* _What you will do_
The entries below are to be retyped exactly. Preserve every word.

§ §

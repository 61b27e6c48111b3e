use crate::btree::BTreeSpec;
use crate::utils::{read_u32_aligned, write_u32_aligned};

use super::varint::{read_uvarint, write_uvarint};

/// Specializes the tree for a fully-aggregated-facts projection:
/// entries are `(v1, count)`, unique on `v1` — the number of facts
/// that start with that leading column, used to answer `COUNT(*)`
/// style queries and as a cardinality estimate for join ordering.
pub struct FullyAggregatedSpec;

type FaEntry = (u32, u32);

impl BTreeSpec for FullyAggregatedSpec {
    type Key = u32;
    type LeafEntry = FaEntry;

    fn inner_key_size() -> usize {
        4
    }

    fn read_inner_key(buf: &[u8], offset: usize) -> Self::Key {
        read_u32_aligned(buf, offset)
    }

    fn write_inner_key(buf: &mut [u8], offset: usize, key: Self::Key) {
        write_u32_aligned(buf, offset, key);
    }

    fn derive_inner_key(entry: &Self::LeafEntry) -> Self::Key {
        entry.0
    }

    fn pack_leaf_entries(entries: &[Self::LeafEntry]) -> Vec<u8> {
        let mut out = Vec::new();
        let mut prev = 0u32;
        for &(v1, count) in entries {
            write_uvarint(&mut out, (v1 - prev) as u64);
            write_uvarint(&mut out, count as u64);
            prev = v1;
        }
        out
    }

    fn unpack_leaf_entries(buf: &[u8]) -> Vec<Self::LeafEntry> {
        let mut out = Vec::new();
        let mut prev = 0u32;
        let mut pos = 0;
        while pos < buf.len() {
            let (d, n) = read_uvarint(&buf[pos..]);
            pos += n;
            let v1 = prev + d as u32;
            let (count, n2) = read_uvarint(&buf[pos..]);
            pos += n2;
            out.push((v1, count as u32));
            prev = v1;
        }
        out
    }

    fn merge_conflict_with(existing: &Self::LeafEntry, incoming: &Self::LeafEntry) -> Self::LeafEntry {
        (existing.0, existing.1 + incoming.1)
    }
}
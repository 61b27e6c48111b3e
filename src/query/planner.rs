//! A2: the naive planner. Builds a `Plan` directly from a `QueryGraph`
//! with no cost-based reordering — triple patterns become scans in
//! the order they were written, and a join strategy is picked from a
//! purely local, adjacency-based rule. Full plan enumeration is
//! explicitly out of scope; this is the "always produce *a* correct
//! plan, never the best one" tier the rest of the system builds on.

use crate::error::SmallError;

use super::graph::{GraphNode, QueryGraph, Term, TriplePattern};
use super::plan::{DuplicatePolicy, Plan, PlanNode};

pub fn build_plan(graph: &QueryGraph) -> Result<Plan, SmallError> {
    let root = build_node(&graph.where_clause)?;
    Ok(Plan {
        root,
        projection: graph.projection.clone(),
        order_by: graph.order_by.clone(),
        limit: graph.limit,
        offset: graph.offset,
        duplicates: DuplicatePolicy::ExpandDuplicates,
    })
}

fn build_node(node: &GraphNode) -> Result<PlanNode, SmallError> {
    match node {
        GraphNode::Triples(patterns) => build_conjunction(patterns),
        GraphNode::Union(left, right) => {
            Ok(PlanNode::Union(Box::new(build_node(left)?), Box::new(build_node(right)?)))
        }
        GraphNode::Optional(required, optional) => Ok(PlanNode::Optional(
            Box::new(build_node(required)?),
            Box::new(build_node(optional)?),
        )),
        GraphNode::Filter(inner, expr) => Ok(PlanNode::Filter(Box::new(build_node(inner)?), expr.clone())),
    }
}

fn pattern_variables(pattern: &TriplePattern) -> Vec<String> {
    let mut out = Vec::new();
    for term in [&pattern.s, &pattern.p, &pattern.o] {
        if let Term::Variable(name) = term {
            if !out.contains(name) {
                out.push(name.clone());
            }
        }
    }
    out
}

fn pattern_role(pattern: &TriplePattern, var: &str) -> Option<char> {
    if pattern.s == Term::Variable(var.to_string()) {
        Some('s')
    } else if pattern.p == Term::Variable(var.to_string()) {
        Some('p')
    } else if pattern.o == Term::Variable(var.to_string()) {
        Some('o')
    } else {
        None
    }
}

/// Fold a basic graph pattern (a flat list of triples joined by
/// conjunction) into a left-deep join tree. Only the very first pair
/// is eligible for a merge join: once the accumulator is itself a join
/// result, this planner can't cheaply prove its output is still sorted
/// on a later pattern's shared variable, so later joins fall back to
/// hashing. Cost-based reordering that would avoid this is explicitly
/// out of scope.
fn build_conjunction(patterns: &[TriplePattern]) -> Result<PlanNode, SmallError> {
    if patterns.is_empty() {
        return Err(SmallError::plan("empty basic graph pattern"));
    }

    let mut acc = PlanNode::Scan(patterns[0].clone());
    for i in 1..patterns.len() {
        let prev = &patterns[i - 1];
        let cur = &patterns[i];
        let prev_vars = pattern_variables(prev);
        let cur_vars = pattern_variables(cur);
        let shared = prev_vars.into_iter().find(|v| cur_vars.contains(v));
        let right = PlanNode::Scan(cur.clone());

        acc = match shared {
            Some(var) => {
                let prev_role = pattern_role(prev, &var);
                let cur_role = pattern_role(cur, &var);
                let can_merge = i == 1 && prev_role.is_some() && prev_role == cur_role;
                if can_merge {
                    PlanNode::MergeJoin(Box::new(acc), Box::new(right), var)
                } else {
                    PlanNode::HashJoin(Box::new(acc), Box::new(right), var)
                }
            }
            None => PlanNode::HashJoin(Box::new(acc), Box::new(right), String::new()),
        };
    }
    Ok(acc)
}

#[cfg(test)]
mod tests {
    use super::*;
    use crate::query::graph::{Projection, QueryGraph};
    use std::collections::HashMap;

    fn graph(where_clause: GraphNode) -> QueryGraph {
        QueryGraph {
            prefixes: HashMap::new(),
            projection: Projection::All,
            where_clause,
            order_by: Vec::new(),
            limit: None,
            offset: None,
        }
    }

    #[test]
    fn shared_leading_subject_becomes_merge_join() {
        let a = TriplePattern { s: Term::Variable("x".into()), p: Term::IRI("p1".into()), o: Term::Variable("y".into()) };
        let b = TriplePattern { s: Term::Variable("x".into()), p: Term::IRI("p2".into()), o: Term::Variable("z".into()) };
        let plan = build_plan(&graph(GraphNode::Triples(vec![a, b]))).unwrap();
        assert!(matches!(plan.root, PlanNode::MergeJoin(_, _, ref v) if v == "x"));
    }

    #[test]
    fn mismatched_roles_become_hash_join() {
        let a = TriplePattern { s: Term::Variable("x".into()), p: Term::IRI("p1".into()), o: Term::Variable("y".into()) };
        let b = TriplePattern { s: Term::Variable("w".into()), p: Term::Variable("y".into()), o: Term::IRI("p2".into()) };
        let plan = build_plan(&graph(GraphNode::Triples(vec![a, b]))).unwrap();
        assert!(matches!(plan.root, PlanNode::HashJoin(_, _, ref v) if v == "y"));
    }

    #[test]
    fn empty_pattern_list_is_rejected() {
        let err = build_plan(&graph(GraphNode::Triples(vec![]))).unwrap_err();
        assert_eq!(*err.kind(), crate::error::ErrorKind::Plan);
    }
}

§ §

* _Result of the task_
repository 61b27e6c48111b3e
use crate::btree::BTreeSpec;
use crate::utils::{read_u32_aligned, write_u32_aligned};

use super::varint::{read_uvarint, write_uvarint};

/// Specializes the tree for a fully-aggregated-facts projection:
/// entries are `(v1, count)`, unique on `v1` — the number of facts
/// that start with that leading column, used to answer `COUNT(*)`
/// style queries and as a cardinality estimate for join ordering.
pub struct FullyAggregatedSpec;

type FaEntry = (u32, u32);

impl BTreeSpec for FullyAggregatedSpec {
    type Key = u32;
    type LeafEntry = FaEntry;

    fn inner_key_size() -> usize {
        4
    }

    fn read_inner_key(buf: &[u8], offset: usize) -> Self::Key {
        read_u32_aligned(buf, offset)
    }

    fn write_inner_key(buf: &mut [u8], offset: usize, key: Self::Key) {
        write_u32_aligned(buf, offset, key);
    }

    fn derive_inner_key(entry: &Self::LeafEntry) -> Self::Key {
        entry.0
    }

    fn pack_leaf_entries(entries: &[Self::LeafEntry]) -> Vec<u8> {
        let mut out = Vec::new();
        let mut prev = 0u32;
        for &(v1, count) in entries {
            write_uvarint(&mut out, (v1 - prev) as u64);
            write_uvarint(&mut out, count as u64);
            prev = v1;
        }
        out
    }

    fn unpack_leaf_entries(buf: &[u8]) -> Vec<Self::LeafEntry> {
        let mut out = Vec::new();
        let mut prev = 0u32;
        let mut pos = 0;
        while pos < buf.len() {
            let (d, n) = read_uvarint(&buf[pos..]);
            pos += n;
            let v1 = prev + d as u32;
            let (count, n2) = read_uvarint(&buf[pos..]);
            pos += n2;
            out.push((v1, count as u32));
            prev = v1;
        }
        out
    }

    fn merge_conflict_with(existing: &Self::LeafEntry, incoming: &Self::LeafEntry) -> Self::LeafEntry {
        (existing.0, existing.1 + incoming.1)
    }
}
repository 61b27e6c48111b3e
filename src/query/planner.rs
//! A2: the naive planner. Builds a `Plan` directly from a `QueryGraph`
//! with no cost-based reordering — triple patterns become scans in
//! the order they were written, and a join strategy is picked from a
//! purely local, adjacency-based rule. Full plan enumeration is
//! explicitly out of scope; this is the "always produce *a* correct
//! plan, never the best one" tier the rest of the system builds on.

use crate::error::SmallError;

use super::graph::{GraphNode, QueryGraph, Term, TriplePattern};
use super::plan::{DuplicatePolicy, Plan, PlanNode};

pub fn build_plan(graph: &QueryGraph) -> Result<Plan, SmallError> {
    let root = build_node(&graph.where_clause)?;
    Ok(Plan {
        root,
        projection: graph.projection.clone(),
        order_by: graph.order_by.clone(),
        limit: graph.limit,
        offset: graph.offset,
        duplicates: DuplicatePolicy::ExpandDuplicates,
    })
}

fn build_node(node: &GraphNode) -> Result<PlanNode, SmallError> {
    match node {
        GraphNode::Triples(patterns) => build_conjunction(patterns),
        GraphNode::Union(left, right) => {
            Ok(PlanNode::Union(Box::new(build_node(left)?), Box::new(build_node(right)?)))
        }
        GraphNode::Optional(required, optional) => Ok(PlanNode::Optional(
            Box::new(build_node(required)?),
            Box::new(build_node(optional)?),
        )),
        GraphNode::Filter(inner, expr) => Ok(PlanNode::Filter(Box::new(build_node(inner)?), expr.clone())),
    }
}

fn pattern_variables(pattern: &TriplePattern) -> Vec<String> {
    let mut out = Vec::new();
    for term in [&pattern.s, &pattern.p, &pattern.o] {
        if let Term::Variable(name) = term {
            if !out.contains(name) {
                out.push(name.clone());
            }
        }
    }
    out
}

fn pattern_role(pattern: &TriplePattern, var: &str) -> Option<char> {
    if pattern.s == Term::Variable(var.to_string()) {
        Some('s')
    } else if pattern.p == Term::Variable(var.to_string()) {
        Some('p')
    } else if pattern.o == Term::Variable(var.to_string()) {
        Some('o')
    } else {
        None
    }
}

/// Fold a basic graph pattern (a flat list of triples joined by
/// conjunction) into a left-deep join tree. Only the very first pair
/// is eligible for a merge join: once the accumulator is itself a join
/// result, this planner can't cheaply prove its output is still sorted
/// on a later pattern's shared variable, so later joins fall back to
/// hashing. Cost-based reordering that would avoid this is explicitly
/// out of scope.
fn build_conjunction(patterns: &[TriplePattern]) -> Result<PlanNode, SmallError> {
    if patterns.is_empty() {
        return Err(SmallError::plan("empty basic graph pattern"));
    }

    let mut acc = PlanNode::Scan(patterns[0].clone());
    for i in 1..patterns.len() {
        let prev = &patterns[i - 1];
        let cur = &patterns[i];
        let prev_vars = pattern_variables(prev);
        let cur_vars = pattern_variables(cur);
        let shared = prev_vars.into_iter().find(|v| cur_vars.contains(v));
        let right = PlanNode::Scan(cur.clone());

        acc = match shared {
            Some(var) => {
                let prev_role = pattern_role(prev, &var);
                let cur_role = pattern_role(cur, &var);
                let can_merge = i == 1 && prev_role.is_some() && prev_role == cur_role;
                if can_merge {
                    PlanNode::MergeJoin(Box::new(acc), Box::new(right), var)
                } else {
                    PlanNode::HashJoin(Box::new(acc), Box::new(right), var)
                }
            }
            None => PlanNode::HashJoin(Box::new(acc), Box::new(right), String::new()),
        };
    }
    Ok(acc)
}

#[cfg(test)]
mod tests {
    use super::*;
    use crate::query::graph::{Projection, QueryGraph};
    use std::collections::HashMap;

    fn graph(where_clause: GraphNode) -> QueryGraph {
        QueryGraph {
            prefixes: HashMap::new(),
            projection: Projection::All,
            where_clause,
            order_by: Vec::new(),
            limit: None,
            offset: None,
        }
    }

    #[test]
    fn shared_leading_subject_becomes_merge_join() {
        let a = TriplePattern { s: Term::Variable("x".into()), p: Term::IRI("p1".into()), o: Term::Variable("y".into()) };
        let b = TriplePattern { s: Term::Variable("x".into()), p: Term::IRI("p2".into()), o: Term::Variable("z".into()) };
        let plan = build_plan(&graph(GraphNode::Triples(vec![a, b]))).unwrap();
        assert!(matches!(plan.root, PlanNode::MergeJoin(_, _, ref v) if v == "x"));
    }

    #[test]
    fn mismatched_roles_become_hash_join() {
        let a = TriplePattern { s: Term::Variable("x".into()), p: Term::IRI("p1".into()), o: Term::Variable("y".into()) };
        let b = TriplePattern { s: Term::Variable("w".into()), p: Term::Variable("y".into()), o: Term::IRI("p2".into()) };
        let plan = build_plan(&graph(GraphNode::Triples(vec![a, b]))).unwrap();
        assert!(matches!(plan.root, PlanNode::HashJoin(_, _, ref v) if v == "y"));
    }

    #[test]
    fn empty_pattern_list_is_rejected() {
        let err = build_plan(&graph(GraphNode::Triples(vec![]))).unwrap_err();
        assert_eq!(*err.kind(), crate::error::ErrorKind::Plan);
    }
}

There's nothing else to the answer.